DATASET:
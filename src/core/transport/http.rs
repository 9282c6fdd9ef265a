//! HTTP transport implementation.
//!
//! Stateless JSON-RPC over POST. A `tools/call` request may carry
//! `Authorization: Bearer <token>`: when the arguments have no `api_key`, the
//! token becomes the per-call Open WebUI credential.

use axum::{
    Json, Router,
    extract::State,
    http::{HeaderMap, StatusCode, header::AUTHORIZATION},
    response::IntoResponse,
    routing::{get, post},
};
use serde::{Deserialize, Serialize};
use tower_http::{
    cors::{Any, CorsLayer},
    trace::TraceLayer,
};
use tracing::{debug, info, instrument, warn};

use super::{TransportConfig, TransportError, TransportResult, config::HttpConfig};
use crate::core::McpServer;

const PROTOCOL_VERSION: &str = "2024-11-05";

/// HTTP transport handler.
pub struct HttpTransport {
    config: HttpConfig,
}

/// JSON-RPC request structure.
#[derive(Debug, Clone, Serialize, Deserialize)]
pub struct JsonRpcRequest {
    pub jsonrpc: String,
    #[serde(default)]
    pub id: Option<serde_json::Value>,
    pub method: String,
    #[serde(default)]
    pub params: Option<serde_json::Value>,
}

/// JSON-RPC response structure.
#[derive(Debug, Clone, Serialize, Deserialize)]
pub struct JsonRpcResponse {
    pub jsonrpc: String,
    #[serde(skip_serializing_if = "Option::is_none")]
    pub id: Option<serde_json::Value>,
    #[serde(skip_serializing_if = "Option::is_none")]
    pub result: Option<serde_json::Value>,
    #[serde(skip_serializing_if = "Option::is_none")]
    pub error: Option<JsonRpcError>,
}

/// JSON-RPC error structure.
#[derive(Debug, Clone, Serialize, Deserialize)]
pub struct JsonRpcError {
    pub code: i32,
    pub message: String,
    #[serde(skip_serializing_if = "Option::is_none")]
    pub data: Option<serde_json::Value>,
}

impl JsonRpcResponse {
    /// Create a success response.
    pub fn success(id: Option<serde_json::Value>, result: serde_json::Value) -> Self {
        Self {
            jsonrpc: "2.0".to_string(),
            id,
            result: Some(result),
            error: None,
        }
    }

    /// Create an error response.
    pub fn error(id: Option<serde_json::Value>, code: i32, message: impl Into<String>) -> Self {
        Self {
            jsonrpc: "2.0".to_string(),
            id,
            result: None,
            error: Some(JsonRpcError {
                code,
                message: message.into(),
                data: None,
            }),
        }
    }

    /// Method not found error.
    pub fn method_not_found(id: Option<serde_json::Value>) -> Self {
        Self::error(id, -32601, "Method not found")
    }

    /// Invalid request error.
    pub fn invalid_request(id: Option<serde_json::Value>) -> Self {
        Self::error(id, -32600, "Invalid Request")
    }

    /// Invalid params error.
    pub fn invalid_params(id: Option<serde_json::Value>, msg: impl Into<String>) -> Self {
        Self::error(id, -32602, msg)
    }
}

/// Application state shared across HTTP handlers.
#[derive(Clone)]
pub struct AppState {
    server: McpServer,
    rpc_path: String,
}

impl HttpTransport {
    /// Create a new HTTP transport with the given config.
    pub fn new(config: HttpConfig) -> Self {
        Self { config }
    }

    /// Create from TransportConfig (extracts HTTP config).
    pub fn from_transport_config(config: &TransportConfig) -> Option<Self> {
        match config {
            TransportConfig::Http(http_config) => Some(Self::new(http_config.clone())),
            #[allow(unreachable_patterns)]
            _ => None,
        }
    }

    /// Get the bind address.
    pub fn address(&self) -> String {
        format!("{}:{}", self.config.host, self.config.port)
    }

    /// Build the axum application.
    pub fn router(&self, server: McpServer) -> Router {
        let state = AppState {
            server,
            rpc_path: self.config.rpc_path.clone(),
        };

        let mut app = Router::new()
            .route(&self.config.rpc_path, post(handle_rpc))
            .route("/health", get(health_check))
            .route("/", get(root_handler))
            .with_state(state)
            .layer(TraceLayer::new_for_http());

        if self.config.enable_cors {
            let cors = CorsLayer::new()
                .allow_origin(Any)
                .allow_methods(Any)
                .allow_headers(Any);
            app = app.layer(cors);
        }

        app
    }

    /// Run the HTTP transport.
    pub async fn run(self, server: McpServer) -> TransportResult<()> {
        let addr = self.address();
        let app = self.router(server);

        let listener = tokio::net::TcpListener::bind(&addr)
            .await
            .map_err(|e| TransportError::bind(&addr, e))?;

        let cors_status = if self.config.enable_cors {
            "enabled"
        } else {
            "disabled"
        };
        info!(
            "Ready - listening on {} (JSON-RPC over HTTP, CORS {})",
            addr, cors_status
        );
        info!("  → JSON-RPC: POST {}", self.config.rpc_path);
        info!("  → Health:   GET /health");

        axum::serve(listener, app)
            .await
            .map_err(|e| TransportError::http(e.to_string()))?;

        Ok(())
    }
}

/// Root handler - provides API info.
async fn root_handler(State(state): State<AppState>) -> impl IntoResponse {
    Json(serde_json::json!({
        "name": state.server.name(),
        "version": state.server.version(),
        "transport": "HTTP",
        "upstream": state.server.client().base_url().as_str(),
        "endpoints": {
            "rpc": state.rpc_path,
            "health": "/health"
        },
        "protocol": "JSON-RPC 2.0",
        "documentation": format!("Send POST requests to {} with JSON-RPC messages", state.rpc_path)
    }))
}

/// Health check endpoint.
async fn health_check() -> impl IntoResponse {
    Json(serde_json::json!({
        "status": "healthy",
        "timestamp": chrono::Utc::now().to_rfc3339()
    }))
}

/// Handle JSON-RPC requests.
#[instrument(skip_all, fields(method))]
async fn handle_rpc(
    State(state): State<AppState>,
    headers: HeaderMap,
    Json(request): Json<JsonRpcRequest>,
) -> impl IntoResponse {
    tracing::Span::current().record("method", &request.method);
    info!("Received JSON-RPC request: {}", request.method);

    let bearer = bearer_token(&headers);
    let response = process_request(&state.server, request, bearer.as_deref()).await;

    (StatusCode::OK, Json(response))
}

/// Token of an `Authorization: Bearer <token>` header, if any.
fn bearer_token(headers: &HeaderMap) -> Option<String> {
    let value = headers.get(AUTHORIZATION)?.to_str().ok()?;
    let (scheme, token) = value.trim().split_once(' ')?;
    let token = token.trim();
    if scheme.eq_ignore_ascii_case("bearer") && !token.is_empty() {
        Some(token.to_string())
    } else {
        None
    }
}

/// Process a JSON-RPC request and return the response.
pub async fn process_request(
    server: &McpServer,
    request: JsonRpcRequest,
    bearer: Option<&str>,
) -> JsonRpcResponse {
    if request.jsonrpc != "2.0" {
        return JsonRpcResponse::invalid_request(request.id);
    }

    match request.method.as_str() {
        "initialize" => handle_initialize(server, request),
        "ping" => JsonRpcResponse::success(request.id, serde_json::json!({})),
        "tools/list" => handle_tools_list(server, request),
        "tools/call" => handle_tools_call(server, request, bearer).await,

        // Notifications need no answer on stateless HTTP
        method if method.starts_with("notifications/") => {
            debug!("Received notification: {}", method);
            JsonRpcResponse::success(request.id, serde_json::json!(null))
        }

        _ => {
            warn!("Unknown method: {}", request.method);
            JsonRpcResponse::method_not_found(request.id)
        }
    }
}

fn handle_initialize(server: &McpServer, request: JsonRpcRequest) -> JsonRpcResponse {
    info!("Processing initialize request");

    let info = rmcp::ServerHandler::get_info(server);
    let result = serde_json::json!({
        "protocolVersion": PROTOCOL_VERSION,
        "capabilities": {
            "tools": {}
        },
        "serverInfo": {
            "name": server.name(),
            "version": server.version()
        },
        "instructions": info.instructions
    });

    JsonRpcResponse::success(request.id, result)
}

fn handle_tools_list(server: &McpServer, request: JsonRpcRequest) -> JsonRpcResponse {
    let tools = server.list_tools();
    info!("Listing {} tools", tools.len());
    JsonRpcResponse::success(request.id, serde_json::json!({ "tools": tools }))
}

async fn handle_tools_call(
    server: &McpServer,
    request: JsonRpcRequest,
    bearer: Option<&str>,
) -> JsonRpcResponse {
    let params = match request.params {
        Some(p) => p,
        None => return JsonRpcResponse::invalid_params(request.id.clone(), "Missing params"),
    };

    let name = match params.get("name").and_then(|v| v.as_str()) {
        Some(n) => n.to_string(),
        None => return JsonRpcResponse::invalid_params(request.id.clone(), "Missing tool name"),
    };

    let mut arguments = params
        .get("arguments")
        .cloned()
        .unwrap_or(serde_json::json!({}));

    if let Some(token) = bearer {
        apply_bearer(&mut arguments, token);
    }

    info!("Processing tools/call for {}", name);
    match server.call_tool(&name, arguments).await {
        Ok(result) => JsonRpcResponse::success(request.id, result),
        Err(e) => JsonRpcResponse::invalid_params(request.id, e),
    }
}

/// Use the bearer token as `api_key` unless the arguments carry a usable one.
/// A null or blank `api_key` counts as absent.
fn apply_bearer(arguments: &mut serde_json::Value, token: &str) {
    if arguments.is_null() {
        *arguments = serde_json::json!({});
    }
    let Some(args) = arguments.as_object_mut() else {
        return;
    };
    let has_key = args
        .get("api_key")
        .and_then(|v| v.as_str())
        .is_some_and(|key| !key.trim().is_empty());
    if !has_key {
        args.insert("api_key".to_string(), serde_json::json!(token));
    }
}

---

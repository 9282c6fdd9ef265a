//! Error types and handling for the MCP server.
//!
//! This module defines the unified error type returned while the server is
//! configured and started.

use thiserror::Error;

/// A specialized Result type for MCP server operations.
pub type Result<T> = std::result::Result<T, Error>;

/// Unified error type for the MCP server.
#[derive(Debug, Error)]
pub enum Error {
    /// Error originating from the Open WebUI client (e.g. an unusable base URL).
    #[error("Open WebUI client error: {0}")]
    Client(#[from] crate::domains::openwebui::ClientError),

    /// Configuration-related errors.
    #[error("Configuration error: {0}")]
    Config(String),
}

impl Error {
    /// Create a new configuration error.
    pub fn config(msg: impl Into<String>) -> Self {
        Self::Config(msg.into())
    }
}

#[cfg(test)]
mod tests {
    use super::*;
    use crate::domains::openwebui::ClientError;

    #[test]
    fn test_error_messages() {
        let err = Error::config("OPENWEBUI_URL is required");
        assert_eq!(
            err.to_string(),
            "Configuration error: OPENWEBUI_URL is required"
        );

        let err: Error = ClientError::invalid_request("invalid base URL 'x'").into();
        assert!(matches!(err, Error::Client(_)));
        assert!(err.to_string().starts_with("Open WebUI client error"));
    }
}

---

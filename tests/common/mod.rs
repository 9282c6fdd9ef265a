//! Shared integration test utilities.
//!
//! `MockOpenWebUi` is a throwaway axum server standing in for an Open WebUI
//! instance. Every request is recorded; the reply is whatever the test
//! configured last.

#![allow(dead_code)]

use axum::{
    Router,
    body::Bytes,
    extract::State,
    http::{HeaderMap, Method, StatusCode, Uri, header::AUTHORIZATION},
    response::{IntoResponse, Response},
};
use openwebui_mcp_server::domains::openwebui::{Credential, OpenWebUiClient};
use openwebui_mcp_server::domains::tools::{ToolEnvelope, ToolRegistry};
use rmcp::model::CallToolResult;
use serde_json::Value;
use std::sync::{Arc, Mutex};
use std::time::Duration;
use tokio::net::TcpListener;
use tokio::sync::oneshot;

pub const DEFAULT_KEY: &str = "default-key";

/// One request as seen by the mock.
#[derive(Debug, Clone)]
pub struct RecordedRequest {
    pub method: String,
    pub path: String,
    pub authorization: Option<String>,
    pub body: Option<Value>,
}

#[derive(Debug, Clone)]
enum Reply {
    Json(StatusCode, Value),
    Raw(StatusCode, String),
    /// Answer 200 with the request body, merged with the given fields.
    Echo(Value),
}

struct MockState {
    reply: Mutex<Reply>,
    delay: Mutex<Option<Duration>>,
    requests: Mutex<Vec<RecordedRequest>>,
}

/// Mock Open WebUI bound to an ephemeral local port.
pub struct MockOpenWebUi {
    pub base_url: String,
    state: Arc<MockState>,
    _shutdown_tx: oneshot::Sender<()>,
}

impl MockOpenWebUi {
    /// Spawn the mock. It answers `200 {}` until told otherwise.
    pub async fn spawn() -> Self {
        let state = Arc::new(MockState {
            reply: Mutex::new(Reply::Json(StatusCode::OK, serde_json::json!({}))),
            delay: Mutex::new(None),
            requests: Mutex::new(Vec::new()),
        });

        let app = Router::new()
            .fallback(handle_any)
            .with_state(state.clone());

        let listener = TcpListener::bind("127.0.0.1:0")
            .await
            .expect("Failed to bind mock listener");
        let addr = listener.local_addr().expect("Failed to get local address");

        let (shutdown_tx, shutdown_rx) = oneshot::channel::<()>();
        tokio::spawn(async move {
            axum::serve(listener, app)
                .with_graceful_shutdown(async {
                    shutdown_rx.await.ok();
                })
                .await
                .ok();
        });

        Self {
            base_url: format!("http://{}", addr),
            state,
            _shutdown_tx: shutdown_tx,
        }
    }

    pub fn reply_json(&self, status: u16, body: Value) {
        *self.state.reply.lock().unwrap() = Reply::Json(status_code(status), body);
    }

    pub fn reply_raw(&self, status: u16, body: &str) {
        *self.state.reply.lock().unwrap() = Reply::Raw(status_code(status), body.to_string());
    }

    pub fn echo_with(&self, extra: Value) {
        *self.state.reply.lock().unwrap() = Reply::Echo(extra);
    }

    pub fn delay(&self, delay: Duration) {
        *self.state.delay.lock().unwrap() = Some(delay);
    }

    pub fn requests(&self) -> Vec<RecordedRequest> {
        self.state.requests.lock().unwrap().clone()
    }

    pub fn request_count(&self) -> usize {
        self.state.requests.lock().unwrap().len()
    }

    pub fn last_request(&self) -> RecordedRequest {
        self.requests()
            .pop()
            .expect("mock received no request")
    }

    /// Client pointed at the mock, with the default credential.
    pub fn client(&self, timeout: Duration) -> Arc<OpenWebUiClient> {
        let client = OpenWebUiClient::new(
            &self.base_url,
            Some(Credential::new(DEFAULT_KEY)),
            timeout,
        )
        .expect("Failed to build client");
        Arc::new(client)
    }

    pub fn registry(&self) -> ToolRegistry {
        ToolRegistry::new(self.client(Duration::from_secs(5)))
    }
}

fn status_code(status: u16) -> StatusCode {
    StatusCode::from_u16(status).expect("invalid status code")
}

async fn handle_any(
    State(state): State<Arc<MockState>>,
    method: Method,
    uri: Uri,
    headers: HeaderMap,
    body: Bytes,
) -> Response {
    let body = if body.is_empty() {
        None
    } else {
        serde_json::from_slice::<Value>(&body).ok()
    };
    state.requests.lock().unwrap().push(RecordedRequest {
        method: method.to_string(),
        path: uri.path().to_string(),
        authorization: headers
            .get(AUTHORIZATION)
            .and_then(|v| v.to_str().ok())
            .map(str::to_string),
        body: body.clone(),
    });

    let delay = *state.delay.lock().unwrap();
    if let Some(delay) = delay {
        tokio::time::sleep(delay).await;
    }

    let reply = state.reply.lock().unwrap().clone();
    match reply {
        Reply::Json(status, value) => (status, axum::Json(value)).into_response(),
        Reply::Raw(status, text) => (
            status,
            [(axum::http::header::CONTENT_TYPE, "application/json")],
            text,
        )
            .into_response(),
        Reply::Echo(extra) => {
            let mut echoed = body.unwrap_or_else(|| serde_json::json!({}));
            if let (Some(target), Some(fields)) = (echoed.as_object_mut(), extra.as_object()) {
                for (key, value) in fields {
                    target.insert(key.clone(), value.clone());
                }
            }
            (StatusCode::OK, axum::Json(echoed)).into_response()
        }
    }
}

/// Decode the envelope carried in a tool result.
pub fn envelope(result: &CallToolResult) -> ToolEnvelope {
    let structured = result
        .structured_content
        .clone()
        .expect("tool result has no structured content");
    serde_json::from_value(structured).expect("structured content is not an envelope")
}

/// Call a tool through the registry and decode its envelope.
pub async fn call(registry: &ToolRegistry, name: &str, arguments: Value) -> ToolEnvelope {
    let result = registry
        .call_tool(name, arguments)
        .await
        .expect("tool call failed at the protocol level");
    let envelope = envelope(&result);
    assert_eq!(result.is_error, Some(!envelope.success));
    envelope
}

EXERCISE:
Which lines of the data contain the string "await"? Copy each of them.

ANSWER:
            .await
            .await
    let response = process_request(&state.server, request, bearer.as_deref()).await;
        "tools/call" => handle_tools_call(server, request, bearer).await,
    match server.call_tool(&name, arguments).await {
            .await
                    shutdown_rx.await.ok();
                .await
        tokio::time::sleep(delay).await;
        .await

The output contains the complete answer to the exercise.